Capítulo 6

El círculo de monjas se cerró alrededor de este descubrimiento; la madre Yseult se arrodilló para desanudar el cordón con el que estaba atado el hatillo. Este contenía un cráneo humano que parecía haber sido partido a pedradas por la región posterior y las sienes. La madre Yseult levantó la calavera hacia la luz.

Era un cráneo muy viejo cuya superficie había empezado a reducirse a polvo. Yseult observó también que lo ceñía una corona de espinos y que un pincho había atravesado el arco superciliar del torturado. La madre superiora pasó los dedos sobre las ramas secas. Poncirus. Según las Escrituras, los romanos habían utilizado uno de estos arbustos espinosos para trenzar la corona con la que habían ceñido la cabeza de Jesucristo después de haberlo flagelado. La santa corona, una espina de la cual había traspasado su arco superciliar. La madre Yseult notó que una punzada de miedo le atravesaba el vientre: el cráneo que tenía entre sus manos mostraba todos los detalles de la Pasión que Jesucristo había sufrido antes de morir en la cruz. Los mismos tormentos que citaban los Evangelios. Con la diferencia de que esa calavera estaba partida por varios lugares, mientras que las Escrituras afirmaban que ninguna piedra había herido el rostro de Cristo.

La madre Yseult se disponía a dejarla cuando notó un extraño hormigueo en la superficie de los dedos. Entre la bruma que enturbiaba su vista, vio a lo lejos la séptima colina que dominaba Jerusalén, donde Jesucristo había sido crucificado trece siglos atrás. El lugar llamado «del cráneo», que en los Evangelios se citaba como el Gólgota o Calvario.

En su visión, que se hacía poco a poco más precisa, una muchedumbre rodeaba la cima de la colina, donde los legionarios romanos habían clavado tres cruces: la mayor en el centro y las otras dos ligeramente más atrás. Los dos ladrones y Jesucristo: los primeros inmóviles bajo el sol, el tercero profiriendo gritos salvajes ante la mirada aterrada de la multitud.

Frunciendo los ojos para distinguir mejor la escena, Yseult se dio cuenta de que los ladrones estaban muertos desde hacía tiempo y de que el Jesucristo que se retorcía sobre la cruz se parecía tanto al de los Evangelios que podía llevar a engaño. Salvo por el hecho de que este Jesucristo estaba lleno de odio y de ira.
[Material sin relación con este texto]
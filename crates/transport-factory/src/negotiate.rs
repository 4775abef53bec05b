use std::net::SocketAddr;
use std::sync::Arc;

use tokio_util::sync::CancellationToken;
use tracing::{debug, info, warn};
use transport_mux::{Conn, Demux};

use crate::collect::collect_tagged_conns;
use crate::error::{TransportError, TransportResult, describe_addr};
use crate::factory::FactoryInner;
use crate::promise::TransportPromise;
use crate::session::{DATA_STREAM_ID, METADATA_STREAM_ID, PayloadKind, Role, SessionParts};
use crate::transport::Transport;

/// Second-level tag of the sub-connection carrying the association.
pub const SESSION_TAG: &str = "s";
/// Second-level tag of the raw media sub-connection.
pub const MEDIA_TAG: &str = "m";

impl FactoryInner {
    /// Builds the transport for `promise` over `conn` and settles the promise
    /// with the result. Every failure path releases what was built so far.
    pub(crate) async fn negotiate(self: Arc<Self>, promise: TransportPromise, conn: Conn, role: Role) {
        let stream_id = promise.stream_id().to_string();
        let remote_addr = conn.remote_addr();

        let mux = match self.demux_builder.build(Arc::clone(&conn)) {
            Ok(mux) => mux,
            Err(err) => {
                if let Err(close_err) = conn.close().await {
                    debug!(stream_id = %stream_id, error = %close_err, "close stream conn");
                }
                let _ = self.registry.settle(
                    &promise,
                    Err(TransportError::SecondLevelDemuxFailed {
                        stream_id,
                        remote_addr: describe_addr(remote_addr),
                        reason: err.to_string(),
                    }),
                );
                return;
            }
        };

        // Fires when this task returns, so the guard stays armed for the
        // whole construction, association handshake included.
        let finished = CancellationToken::new();
        self.spawn_cancel_guard(&promise, Arc::clone(&mux), finished.clone());
        let _finished = finished.drop_guard();

        let mut conns = match collect_tagged_conns(
            &self.tracker,
            Arc::clone(&mux),
            &[SESSION_TAG, MEDIA_TAG],
        )
        .await
        {
            Ok(conns) => conns,
            Err(err) => {
                close_mux(mux.as_ref(), &stream_id).await;
                let _ = self.registry.settle(
                    &promise,
                    Err(TransportError::SecondLevelDemuxFailed {
                        stream_id,
                        remote_addr: describe_addr(remote_addr),
                        reason: err.to_string(),
                    }),
                );
                return;
            }
        };
        let (Some(control), Some(media)) = (conns.remove(SESSION_TAG), conns.remove(MEDIA_TAG))
        else {
            close_mux(mux.as_ref(), &stream_id).await;
            let _ = self.registry.settle(
                &promise,
                Err(TransportError::SecondLevelDemuxFailed {
                    stream_id,
                    remote_addr: describe_addr(remote_addr),
                    reason: "tagged conns missing after collection".to_string(),
                }),
            );
            return;
        };

        let built = self
            .build_transport(
                &stream_id,
                remote_addr,
                role,
                promise.context(),
                Arc::clone(&mux),
                Arc::clone(&control),
                Arc::clone(&media),
            )
            .await;

        let transport = match built {
            Ok(transport) => transport,
            Err(err) => {
                debug!(stream_id = %stream_id, %role, error = %err, "transport construction failed");
                let _ = media.close().await;
                let _ = control.close().await;
                close_mux(mux.as_ref(), &stream_id).await;
                let _ = self.registry.settle(&promise, Err(err));
                return;
            }
        };

        // A cancel requested before settlement wins even if construction got
        // here first.
        let outcome = if promise.context().is_cancelled() {
            Err(TransportError::Canceled {
                stream_id: stream_id.clone(),
            })
        } else {
            Ok(Arc::clone(&transport))
        };
        let claimed = outcome.is_ok();
        match self.registry.settle(&promise, outcome) {
            Ok(()) if claimed => {
                info!(
                    stream_id = %stream_id,
                    remote_addr = %describe_addr(remote_addr),
                    %role,
                    "transport active"
                );
                self.spawn_eviction(transport);
            }
            _ => {
                debug!(stream_id = %stream_id, "promise settled first; releasing transport");
                if let Err(err) = transport.close().await {
                    warn!(stream_id = %stream_id, error = %err, "close unclaimed transport");
                }
            }
        }
    }

    #[allow(clippy::too_many_arguments)]
    async fn build_transport(
        &self,
        stream_id: &str,
        remote_addr: Option<SocketAddr>,
        role: Role,
        cancel: &CancellationToken,
        mux: Arc<dyn Demux>,
        control: Conn,
        media: Conn,
    ) -> TransportResult<Arc<Transport>> {
        let canceled = || TransportError::Canceled {
            stream_id: stream_id.to_string(),
        };
        let options = self.config.session;
        let started = match role {
            Role::Initiator => {
                until_canceled(cancel, self.session_builder.start_as_client(control, options)).await
            }
            Role::Responder => {
                until_canceled(cancel, self.session_builder.start_as_server(control, options)).await
            }
        };
        let association = started
            .ok_or_else(canceled)?
            .map_err(|err| TransportError::SessionNegotiationFailed {
                stream_id: stream_id.to_string(),
                remote_addr: describe_addr(remote_addr),
                role,
                reason: err.to_string(),
            })?;

        let opened = until_canceled(
            cancel,
            association.open_stream(METADATA_STREAM_ID, PayloadKind::Binary),
        )
        .await;
        let metadata = match opened {
            Some(Ok(stream)) => stream,
            None => {
                let _ = association.close().await;
                return Err(canceled());
            }
            Some(Err(err)) => {
                let _ = association.close().await;
                return Err(TransportError::StreamOpenFailed {
                    stream_id: stream_id.to_string(),
                    remote_addr: describe_addr(remote_addr),
                    stream: "metadata",
                    reason: err.to_string(),
                });
            }
        };

        let opened = until_canceled(
            cancel,
            association.open_stream(DATA_STREAM_ID, PayloadKind::Binary),
        )
        .await;
        let data = match opened {
            Some(Ok(stream)) => stream,
            None => {
                let _ = metadata.close().await;
                let _ = association.close().await;
                return Err(canceled());
            }
            Some(Err(err)) => {
                let _ = metadata.close().await;
                let _ = association.close().await;
                return Err(TransportError::StreamOpenFailed {
                    stream_id: stream_id.to_string(),
                    remote_addr: describe_addr(remote_addr),
                    stream: "data",
                    reason: err.to_string(),
                });
            }
        };

        let session = self.assembler.assemble(SessionParts {
            media,
            data,
            metadata,
        });
        Ok(Arc::new(Transport::new(
            stream_id,
            remote_addr,
            session,
            association,
            mux,
        )))
    }

    /// Settles the promise as canceled once its context is canceled, unless
    /// construction finished first. Winning the settlement tears down the
    /// second-level demultiplexer so a blocked handshake fails out.
    fn spawn_cancel_guard(
        self: &Arc<Self>,
        promise: &TransportPromise,
        mux: Arc<dyn Demux>,
        finished: CancellationToken,
    ) {
        let inner = Arc::clone(self);
        let promise = promise.clone();
        self.tracker.spawn(async move {
            tokio::select! {
                biased;
                _ = finished.cancelled() => {}
                _ = promise.context().cancelled() => {
                    let canceled = Err(TransportError::Canceled {
                        stream_id: promise.stream_id().to_string(),
                    });
                    if inner.registry.settle(&promise, canceled).is_ok() {
                        debug!(stream_id = promise.stream_id(), "transport construction canceled");
                        close_mux(mux.as_ref(), promise.stream_id()).await;
                    }
                }
            }
        });
    }

    /// Drops the transport from the active map and releases it once its
    /// session finishes.
    fn spawn_eviction(self: &Arc<Self>, transport: Arc<Transport>) {
        let inner = Arc::clone(self);
        self.tracker.spawn(async move {
            tokio::select! {
                _ = transport.session().done() => {}
                _ = inner.root.cancelled() => return,
            }
            if inner.registry.remove_active(&transport) {
                debug!(stream_id = transport.stream_id(), "transport session finished; evicted");
            }
            if let Err(err) = transport.close().await {
                debug!(stream_id = transport.stream_id(), error = %err, "close finished transport");
            }
        });
    }
}

/// Runs `fut` unless `cancel` fires first, in which case `fut` is dropped
/// and `None` is returned.
async fn until_canceled<F: Future>(cancel: &CancellationToken, fut: F) -> Option<F::Output> {
    tokio::select! {
        biased;
        _ = cancel.cancelled() => None,
        output = fut => Some(output),
    }
}

async fn close_mux(mux: &dyn Demux, stream_id: &str) {
    if let Err(err) = mux.close().await {
        debug!(stream_id, error = %err, "close second-level demux");
    }
}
Mientras sus novicias se inclinaban para ayudarla a levantarse, Yseult contempló el crepúsculo rojo sangre que iluminaba ahora su visión. Eso tampoco encajaba: según las Escrituras, Jesucristo había entregado su alma a la decimoquinta hora del día, mientras que en su visión esa cosa que se retorcía en la cruz todavía no estaba muerta. Arrodillada sobre el polvo, Yseult comenzó a tiritar de la cabeza a los pies. Había una explicación para eso, una explicación tan evidente que estuvo a punto de hacer perder la razón a la madre superiora: esa cosa que tiraba de los clavos insultando a la muchedumbre y al cielo, esa bestia llena de odio y de dolor que los romanos estaban golpeando con palos para partirle los miembros, esa abominación no era el hijo de Dios, sino el de Satanás.

Con manos temblorosas. Yseult guardó el cráneo en el hatillo. Luego, secándose las lágrimas con la manga del hábito, recogió del suelo la bolsa de lona.

Mientras se ahoga en la humedad de su cubículo, Yseult recuerda la horrible sensación de codicia y de odio que la invadió al levantar la bolsa. Sin duda, las pociones avinagradas que tomaba para aplacar el dolor de sus huesos le provocaban esa acidez. Después fue el miedo lo que la empujó a hacer una mueca mientras abría la bolsa. Una ráfaga de viento helado levantó sus cabellos bajo la toca. La bolsa contenía un libro muy viejo, grueso y pesado como un misal. Un manuscrito provisto de un cierre de acero. Ninguna inscripción en el lomo o en la cubierta, ningún sello estampado en la piel. Un libro similar a muchos otros. Sin embargo, por el extraño calor que parecía emanar de esa encuadernación, la madre superiora presintió inmediatamente que una gran desgracia acababa de abatirse sobre el convento.